--- Dataset records ---

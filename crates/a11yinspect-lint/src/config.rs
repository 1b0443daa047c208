//! Linter config definition.

use serde::Deserialize;
use serde::Serialize;

/// Define the lint rule config and doc generation utilities.
macro_rules! define_lint_rule_config {
    (
        $(#[$meta:meta])*
        pub struct $name:ident {
            $(
                $(#[doc = $doc:literal])+
                #[lints($($lints:literal),+ $(,)?)]
                $field:ident: $ty:ty = $default:expr,
            )+
        }
    ) => {
        $(#[$meta])*
        pub struct $name {
            $(
                $(#[doc = $doc])+
                pub $field: $ty,
            )+
        }

        impl Default for $name {
            fn default() -> Self {
                Self {
                    $(
                        $field: $default,
                    )+
                }
            }
        }

        impl $name {
            /// **(NOT A PUBLIC API)** Get the metadata for all config fields
            #[doc(hidden)]
            pub fn fields() -> &'static [ConfigField] {
                &[
                    $(
                        ConfigField {
                            name: stringify!($field),
                            applicable_lints: &[$($lints),+],
                        }
                    ),+
                ]
            }
        }
    }
}

/// **(NOT A PUBLIC API)** A field in the lint [`Config`].
#[doc(hidden)]
#[derive(Debug)]
pub struct ConfigField {
    /// The name of the field.
    pub name: &'static str,
    /// All lints that this field applies to.
    pub applicable_lints: &'static [&'static str],
}

define_lint_rule_config! {
    /// The configuration for lint rules.
    #[derive(Clone, Debug, PartialEq, Serialize, Deserialize)]
    #[serde(default, deny_unknown_fields)]
    pub struct Config {
        /// The maximum length of `img` alternative text before it is reported
        /// as too long.
        ///
        /// ## Example
        ///
        /// ```toml
        /// max_alt_text_length = 100
        /// ```
        #[lints("img-element")]
        max_alt_text_length: usize = 150,
        /// The maximum length of link text and link labels.
        #[lints("a-element")]
        max_link_text_length: usize = 150,
        /// The maximum length of heading text.
        #[lints("heading-element")]
        max_heading_text_length: usize = 120,
        /// The maximum length of the `title` element's text.
        #[lints("title-element")]
        max_title_length: usize = 60,
        /// The smallest `maximum-scale` a viewport `meta` element may set
        /// without restricting zoom.
        ///
        /// ## Example
        ///
        /// ```toml
        /// min_viewport_max_scale = 5.0
        /// ```
        #[lints("meta-element")]
        min_viewport_max_scale: f64 = 2.0,
    }
}

impl Config {
    /// Parses a configuration from TOML.
    ///
    /// Fields missing from the document keep their defaults.
    pub fn from_toml(s: &str) -> Result<Self, ConfigError> {
        Ok(toml::from_str(s)?)
    }
}

/// Represents an error in lint configuration.
#[derive(Debug, thiserror::Error)]
pub enum ConfigError {
    /// The configuration is not valid TOML for its shape.
    #[error("invalid lint configuration")]
    Toml(#[from] toml::de::Error),
    /// A profile name is not known.
    #[error("unknown profile `{0}`")]
    UnknownProfile(String),
}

---

Every entry above must appear again in the reply, exactly as it stands.

Task answer:
filename crates/a11yinspect-lint/src/config.rs
repository 1b0443daa047c208
//! Linter config definition.

use serde::Deserialize;
use serde::Serialize;

/// Define the lint rule config and doc generation utilities.
macro_rules! define_lint_rule_config {
    (
        $(#[$meta:meta])*
        pub struct $name:ident {
            $(
                $(#[doc = $doc:literal])+
                #[lints($($lints:literal),+ $(,)?)]
                $field:ident: $ty:ty = $default:expr,
            )+
        }
    ) => {
        $(#[$meta])*
        pub struct $name {
            $(
                $(#[doc = $doc])+
                pub $field: $ty,
            )+
        }

        impl Default for $name {
            fn default() -> Self {
                Self {
                    $(
                        $field: $default,
                    )+
                }
            }
        }

        impl $name {
            /// **(NOT A PUBLIC API)** Get the metadata for all config fields
            #[doc(hidden)]
            pub fn fields() -> &'static [ConfigField] {
                &[
                    $(
                        ConfigField {
                            name: stringify!($field),
                            applicable_lints: &[$($lints),+],
                        }
                    ),+
                ]
            }
        }
    }
}

/// **(NOT A PUBLIC API)** A field in the lint [`Config`].
#[doc(hidden)]
#[derive(Debug)]
pub struct ConfigField {
    /// The name of the field.
    pub name: &'static str,
    /// All lints that this field applies to.
    pub applicable_lints: &'static [&'static str],
}

define_lint_rule_config! {
    /// The configuration for lint rules.
    #[derive(Clone, Debug, PartialEq, Serialize, Deserialize)]
    #[serde(default, deny_unknown_fields)]
    pub struct Config {
        /// The maximum length of `img` alternative text before it is reported
        /// as too long.
        ///
        /// ## Example
        ///
        /// ```toml
        /// max_alt_text_length = 100
        /// ```
        #[lints("img-element")]
        max_alt_text_length: usize = 150,
        /// The maximum length of link text and link labels.
        #[lints("a-element")]
        max_link_text_length: usize = 150,
        /// The maximum length of heading text.
        #[lints("heading-element")]
        max_heading_text_length: usize = 120,
        /// The maximum length of the `title` element's text.
        #[lints("title-element")]
        max_title_length: usize = 60,
        /// The smallest `maximum-scale` a viewport `meta` element may set
        /// without restricting zoom.
        ///
        /// ## Example
        ///
        /// ```toml
        /// min_viewport_max_scale = 5.0
        /// ```
        #[lints("meta-element")]
        min_viewport_max_scale: f64 = 2.0,
    }
}

impl Config {
    /// Parses a configuration from TOML.
    ///
    /// Fields missing from the document keep their defaults.
    pub fn from_toml(s: &str) -> Result<Self, ConfigError> {
        Ok(toml::from_str(s)?)
    }
}

/// Represents an error in lint configuration.
#[derive(Debug, thiserror::Error)]
pub enum ConfigError {
    /// The configuration is not valid TOML for its shape.
    #[error("invalid lint configuration")]
    Toml(#[from] toml::de::Error),
    /// A profile name is not known.
    #[error("unknown profile `{0}`")]
    UnknownProfile(String),
}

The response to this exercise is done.